■ Activity
Where a line of the records contains the word "operation", show that line.
╔══
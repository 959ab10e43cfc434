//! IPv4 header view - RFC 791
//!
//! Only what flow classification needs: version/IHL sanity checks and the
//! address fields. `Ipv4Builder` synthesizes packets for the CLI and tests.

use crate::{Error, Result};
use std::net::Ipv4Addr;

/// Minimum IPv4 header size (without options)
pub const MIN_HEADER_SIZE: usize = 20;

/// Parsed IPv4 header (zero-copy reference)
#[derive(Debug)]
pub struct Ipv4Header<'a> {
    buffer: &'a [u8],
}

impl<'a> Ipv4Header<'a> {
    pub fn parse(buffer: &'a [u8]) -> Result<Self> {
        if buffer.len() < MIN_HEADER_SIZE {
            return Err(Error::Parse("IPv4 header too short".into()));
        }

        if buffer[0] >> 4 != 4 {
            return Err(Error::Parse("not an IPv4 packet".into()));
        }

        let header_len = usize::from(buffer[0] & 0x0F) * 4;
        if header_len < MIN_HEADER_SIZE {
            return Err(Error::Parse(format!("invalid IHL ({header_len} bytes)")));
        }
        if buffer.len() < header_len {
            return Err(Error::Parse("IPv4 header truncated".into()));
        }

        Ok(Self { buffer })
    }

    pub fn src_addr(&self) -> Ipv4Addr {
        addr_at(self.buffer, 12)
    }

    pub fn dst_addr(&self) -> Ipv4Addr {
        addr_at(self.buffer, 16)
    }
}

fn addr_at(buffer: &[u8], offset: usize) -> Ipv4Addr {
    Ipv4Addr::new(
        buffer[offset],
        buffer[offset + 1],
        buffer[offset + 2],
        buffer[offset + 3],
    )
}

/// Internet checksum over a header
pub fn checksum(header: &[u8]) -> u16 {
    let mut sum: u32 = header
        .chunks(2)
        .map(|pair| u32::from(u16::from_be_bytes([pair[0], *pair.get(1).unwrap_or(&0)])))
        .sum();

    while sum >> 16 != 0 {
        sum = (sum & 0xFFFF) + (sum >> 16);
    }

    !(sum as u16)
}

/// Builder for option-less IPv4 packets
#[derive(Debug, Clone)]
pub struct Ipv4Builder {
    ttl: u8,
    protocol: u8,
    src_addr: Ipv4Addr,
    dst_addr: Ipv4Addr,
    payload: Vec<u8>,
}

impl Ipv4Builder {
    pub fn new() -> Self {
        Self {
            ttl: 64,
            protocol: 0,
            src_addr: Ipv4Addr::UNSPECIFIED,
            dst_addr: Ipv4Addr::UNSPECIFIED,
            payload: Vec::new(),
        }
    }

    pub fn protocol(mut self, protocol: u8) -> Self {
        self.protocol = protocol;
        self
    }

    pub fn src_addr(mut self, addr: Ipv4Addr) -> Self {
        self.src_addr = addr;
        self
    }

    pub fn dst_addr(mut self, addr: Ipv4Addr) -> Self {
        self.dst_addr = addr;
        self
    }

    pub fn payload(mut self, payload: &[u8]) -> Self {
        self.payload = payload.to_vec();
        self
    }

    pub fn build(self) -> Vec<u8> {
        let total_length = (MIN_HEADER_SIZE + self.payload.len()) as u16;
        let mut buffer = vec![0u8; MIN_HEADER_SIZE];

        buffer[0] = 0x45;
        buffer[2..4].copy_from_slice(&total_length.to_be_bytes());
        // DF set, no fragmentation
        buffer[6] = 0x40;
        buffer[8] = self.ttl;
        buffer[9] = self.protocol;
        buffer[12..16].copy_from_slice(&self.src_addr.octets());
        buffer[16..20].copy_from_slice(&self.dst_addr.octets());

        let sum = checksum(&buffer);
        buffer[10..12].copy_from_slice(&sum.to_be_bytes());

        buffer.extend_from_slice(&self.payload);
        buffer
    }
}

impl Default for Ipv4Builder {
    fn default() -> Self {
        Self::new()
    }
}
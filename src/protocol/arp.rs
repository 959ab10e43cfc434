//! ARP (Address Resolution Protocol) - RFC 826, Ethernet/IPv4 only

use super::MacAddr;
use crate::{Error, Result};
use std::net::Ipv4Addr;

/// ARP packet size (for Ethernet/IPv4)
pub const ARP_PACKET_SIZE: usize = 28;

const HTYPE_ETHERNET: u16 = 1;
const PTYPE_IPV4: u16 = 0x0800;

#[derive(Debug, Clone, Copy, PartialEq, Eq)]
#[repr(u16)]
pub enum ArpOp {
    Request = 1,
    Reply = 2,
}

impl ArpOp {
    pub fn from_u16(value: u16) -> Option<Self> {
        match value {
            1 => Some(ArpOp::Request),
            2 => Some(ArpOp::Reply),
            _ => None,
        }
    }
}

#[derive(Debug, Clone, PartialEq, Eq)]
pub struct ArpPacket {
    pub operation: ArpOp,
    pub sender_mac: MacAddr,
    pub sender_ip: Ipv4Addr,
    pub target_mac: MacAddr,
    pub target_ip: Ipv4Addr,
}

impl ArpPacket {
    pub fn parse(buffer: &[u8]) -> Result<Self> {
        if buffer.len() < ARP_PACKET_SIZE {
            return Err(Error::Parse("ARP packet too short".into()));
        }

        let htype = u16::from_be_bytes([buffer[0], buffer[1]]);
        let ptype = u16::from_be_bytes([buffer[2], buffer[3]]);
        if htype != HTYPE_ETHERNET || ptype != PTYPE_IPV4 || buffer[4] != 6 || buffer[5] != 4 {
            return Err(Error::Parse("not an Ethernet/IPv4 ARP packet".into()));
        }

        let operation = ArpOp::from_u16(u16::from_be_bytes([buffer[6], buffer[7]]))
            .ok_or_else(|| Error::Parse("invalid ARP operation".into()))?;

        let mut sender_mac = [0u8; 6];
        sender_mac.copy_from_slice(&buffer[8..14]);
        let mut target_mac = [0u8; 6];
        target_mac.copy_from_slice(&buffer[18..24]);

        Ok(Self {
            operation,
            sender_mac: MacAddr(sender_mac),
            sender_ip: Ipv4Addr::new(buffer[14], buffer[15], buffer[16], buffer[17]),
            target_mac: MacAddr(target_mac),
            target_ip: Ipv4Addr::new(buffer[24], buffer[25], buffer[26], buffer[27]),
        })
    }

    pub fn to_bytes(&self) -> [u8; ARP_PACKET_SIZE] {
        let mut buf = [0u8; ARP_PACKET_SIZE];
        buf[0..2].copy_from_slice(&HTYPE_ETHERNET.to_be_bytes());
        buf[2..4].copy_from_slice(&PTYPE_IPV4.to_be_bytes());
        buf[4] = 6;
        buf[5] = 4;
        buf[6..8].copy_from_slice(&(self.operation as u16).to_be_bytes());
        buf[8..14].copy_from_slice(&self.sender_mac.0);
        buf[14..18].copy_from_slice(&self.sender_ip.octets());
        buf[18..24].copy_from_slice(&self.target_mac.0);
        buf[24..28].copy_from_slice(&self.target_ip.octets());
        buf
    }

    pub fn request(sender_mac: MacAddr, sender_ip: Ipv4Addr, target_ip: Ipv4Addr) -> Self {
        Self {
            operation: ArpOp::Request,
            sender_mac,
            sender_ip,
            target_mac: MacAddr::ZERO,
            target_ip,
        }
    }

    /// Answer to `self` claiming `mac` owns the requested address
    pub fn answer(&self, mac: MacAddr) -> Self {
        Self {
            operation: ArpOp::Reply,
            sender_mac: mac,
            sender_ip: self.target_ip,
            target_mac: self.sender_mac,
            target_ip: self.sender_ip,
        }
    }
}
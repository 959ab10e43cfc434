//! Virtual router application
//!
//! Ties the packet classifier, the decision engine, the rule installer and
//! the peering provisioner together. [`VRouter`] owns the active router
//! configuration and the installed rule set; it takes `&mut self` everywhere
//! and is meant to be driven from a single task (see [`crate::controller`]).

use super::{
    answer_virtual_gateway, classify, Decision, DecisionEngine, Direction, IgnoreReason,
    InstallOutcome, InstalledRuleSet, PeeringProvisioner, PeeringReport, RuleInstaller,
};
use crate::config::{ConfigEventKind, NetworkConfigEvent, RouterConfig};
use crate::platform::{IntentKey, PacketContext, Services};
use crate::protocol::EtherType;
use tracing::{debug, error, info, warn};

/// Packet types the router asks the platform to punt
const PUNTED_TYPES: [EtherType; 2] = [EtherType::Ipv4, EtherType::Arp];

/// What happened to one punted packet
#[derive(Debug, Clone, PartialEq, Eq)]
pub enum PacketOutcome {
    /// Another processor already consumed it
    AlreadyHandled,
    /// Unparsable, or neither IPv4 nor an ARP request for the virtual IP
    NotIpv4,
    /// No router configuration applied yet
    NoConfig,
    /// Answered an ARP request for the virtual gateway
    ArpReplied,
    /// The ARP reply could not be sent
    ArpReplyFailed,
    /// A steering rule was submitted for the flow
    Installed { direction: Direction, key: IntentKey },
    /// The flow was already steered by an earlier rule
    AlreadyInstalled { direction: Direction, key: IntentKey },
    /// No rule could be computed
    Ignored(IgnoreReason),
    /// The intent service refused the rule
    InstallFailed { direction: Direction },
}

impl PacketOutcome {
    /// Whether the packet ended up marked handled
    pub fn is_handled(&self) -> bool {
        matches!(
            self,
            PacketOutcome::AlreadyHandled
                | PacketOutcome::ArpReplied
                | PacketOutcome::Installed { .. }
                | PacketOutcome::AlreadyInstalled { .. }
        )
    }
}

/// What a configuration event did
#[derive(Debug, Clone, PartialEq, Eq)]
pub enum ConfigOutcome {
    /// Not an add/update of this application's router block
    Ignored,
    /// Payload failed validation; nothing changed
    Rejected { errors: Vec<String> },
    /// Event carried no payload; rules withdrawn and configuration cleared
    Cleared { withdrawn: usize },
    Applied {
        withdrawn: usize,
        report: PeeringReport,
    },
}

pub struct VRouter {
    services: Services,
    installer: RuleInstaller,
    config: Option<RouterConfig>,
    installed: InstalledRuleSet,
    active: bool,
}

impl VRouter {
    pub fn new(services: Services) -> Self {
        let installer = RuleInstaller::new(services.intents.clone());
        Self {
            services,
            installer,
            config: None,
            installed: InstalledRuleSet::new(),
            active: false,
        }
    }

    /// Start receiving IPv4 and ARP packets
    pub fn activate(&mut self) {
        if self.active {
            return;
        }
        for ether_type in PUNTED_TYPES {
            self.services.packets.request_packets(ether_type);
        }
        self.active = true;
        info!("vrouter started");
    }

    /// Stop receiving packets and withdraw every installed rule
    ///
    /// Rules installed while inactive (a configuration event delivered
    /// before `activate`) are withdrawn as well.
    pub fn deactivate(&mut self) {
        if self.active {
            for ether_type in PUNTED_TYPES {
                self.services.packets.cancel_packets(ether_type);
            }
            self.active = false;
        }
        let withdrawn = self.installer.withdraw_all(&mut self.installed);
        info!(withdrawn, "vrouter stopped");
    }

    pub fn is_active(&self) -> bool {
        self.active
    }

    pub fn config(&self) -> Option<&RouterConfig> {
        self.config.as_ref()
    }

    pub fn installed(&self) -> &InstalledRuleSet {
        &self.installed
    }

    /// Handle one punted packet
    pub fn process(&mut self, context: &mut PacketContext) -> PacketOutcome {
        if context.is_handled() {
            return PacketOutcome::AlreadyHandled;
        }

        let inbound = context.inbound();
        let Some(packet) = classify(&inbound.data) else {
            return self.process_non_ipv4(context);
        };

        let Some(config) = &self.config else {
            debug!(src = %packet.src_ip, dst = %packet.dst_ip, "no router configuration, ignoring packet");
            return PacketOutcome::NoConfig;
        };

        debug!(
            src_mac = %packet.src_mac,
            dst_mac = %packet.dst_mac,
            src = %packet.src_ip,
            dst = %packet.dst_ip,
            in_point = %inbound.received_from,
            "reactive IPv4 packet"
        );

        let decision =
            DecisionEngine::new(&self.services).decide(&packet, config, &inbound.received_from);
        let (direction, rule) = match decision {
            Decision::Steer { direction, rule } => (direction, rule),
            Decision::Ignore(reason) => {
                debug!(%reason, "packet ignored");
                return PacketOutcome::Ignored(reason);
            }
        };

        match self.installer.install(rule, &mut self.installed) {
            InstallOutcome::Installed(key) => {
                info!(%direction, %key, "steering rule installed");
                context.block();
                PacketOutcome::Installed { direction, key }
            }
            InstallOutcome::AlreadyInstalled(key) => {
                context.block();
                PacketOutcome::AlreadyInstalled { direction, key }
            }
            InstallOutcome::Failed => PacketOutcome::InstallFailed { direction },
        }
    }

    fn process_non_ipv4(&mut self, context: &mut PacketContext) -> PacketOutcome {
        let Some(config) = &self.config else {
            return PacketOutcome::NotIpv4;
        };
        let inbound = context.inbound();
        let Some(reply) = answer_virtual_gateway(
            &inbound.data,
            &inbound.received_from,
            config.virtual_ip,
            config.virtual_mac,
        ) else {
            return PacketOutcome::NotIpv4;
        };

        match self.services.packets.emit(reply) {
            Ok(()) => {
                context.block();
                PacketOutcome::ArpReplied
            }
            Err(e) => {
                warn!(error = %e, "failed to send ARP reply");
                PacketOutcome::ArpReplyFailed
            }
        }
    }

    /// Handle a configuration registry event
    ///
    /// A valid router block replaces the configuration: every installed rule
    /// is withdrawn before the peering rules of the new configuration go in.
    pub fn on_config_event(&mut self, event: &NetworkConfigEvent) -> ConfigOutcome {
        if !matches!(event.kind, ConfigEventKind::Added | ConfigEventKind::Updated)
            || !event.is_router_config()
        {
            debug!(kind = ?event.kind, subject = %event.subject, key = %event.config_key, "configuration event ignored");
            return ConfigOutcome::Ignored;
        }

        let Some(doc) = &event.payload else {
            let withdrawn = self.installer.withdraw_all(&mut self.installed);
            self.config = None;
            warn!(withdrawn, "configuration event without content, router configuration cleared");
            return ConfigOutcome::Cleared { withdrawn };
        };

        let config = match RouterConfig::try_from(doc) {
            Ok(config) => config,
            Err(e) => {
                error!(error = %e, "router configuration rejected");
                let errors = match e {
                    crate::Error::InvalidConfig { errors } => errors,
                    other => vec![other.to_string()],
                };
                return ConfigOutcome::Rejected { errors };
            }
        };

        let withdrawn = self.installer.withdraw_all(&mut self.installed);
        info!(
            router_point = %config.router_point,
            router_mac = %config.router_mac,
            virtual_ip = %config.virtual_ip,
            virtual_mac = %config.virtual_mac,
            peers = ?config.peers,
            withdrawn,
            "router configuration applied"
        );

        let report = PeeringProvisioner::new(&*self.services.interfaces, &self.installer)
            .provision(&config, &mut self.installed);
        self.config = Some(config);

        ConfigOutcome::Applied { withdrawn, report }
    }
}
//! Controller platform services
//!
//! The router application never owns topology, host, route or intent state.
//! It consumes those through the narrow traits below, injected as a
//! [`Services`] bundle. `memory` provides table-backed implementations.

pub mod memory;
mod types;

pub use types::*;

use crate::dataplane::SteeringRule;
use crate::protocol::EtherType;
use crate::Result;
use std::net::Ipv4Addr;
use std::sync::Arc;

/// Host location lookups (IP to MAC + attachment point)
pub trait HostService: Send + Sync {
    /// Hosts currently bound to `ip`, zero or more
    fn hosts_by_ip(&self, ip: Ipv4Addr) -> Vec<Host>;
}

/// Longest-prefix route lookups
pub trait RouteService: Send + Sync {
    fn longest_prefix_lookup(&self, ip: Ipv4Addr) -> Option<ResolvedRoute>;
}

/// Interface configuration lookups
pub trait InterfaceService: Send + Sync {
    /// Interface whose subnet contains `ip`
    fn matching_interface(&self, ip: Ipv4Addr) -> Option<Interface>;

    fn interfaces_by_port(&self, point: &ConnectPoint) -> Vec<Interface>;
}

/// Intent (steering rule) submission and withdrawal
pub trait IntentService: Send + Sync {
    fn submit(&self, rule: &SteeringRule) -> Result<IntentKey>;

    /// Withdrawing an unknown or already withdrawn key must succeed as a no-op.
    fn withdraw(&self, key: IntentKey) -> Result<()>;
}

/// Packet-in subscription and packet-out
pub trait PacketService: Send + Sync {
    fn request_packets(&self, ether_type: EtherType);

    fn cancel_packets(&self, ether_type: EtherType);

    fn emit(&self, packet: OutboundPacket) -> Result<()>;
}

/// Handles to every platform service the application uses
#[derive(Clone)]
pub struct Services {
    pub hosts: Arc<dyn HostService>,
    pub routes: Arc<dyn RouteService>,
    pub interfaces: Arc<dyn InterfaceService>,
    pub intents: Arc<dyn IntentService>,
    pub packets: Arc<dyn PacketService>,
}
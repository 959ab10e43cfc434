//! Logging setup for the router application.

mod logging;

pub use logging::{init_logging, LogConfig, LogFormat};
╚══
■ Written answer
    pub operation: ArpOp,
        let operation = ArpOp::from_u16(u16::from_be_bytes([buffer[6], buffer[7]]))
            .ok_or_else(|| Error::Parse("invalid ARP operation".into()))?;
            operation,
        buf[6..8].copy_from_slice(&(self.operation as u16).to_be_bytes());
            operation: ArpOp::Request,
            operation: ArpOp::Reply,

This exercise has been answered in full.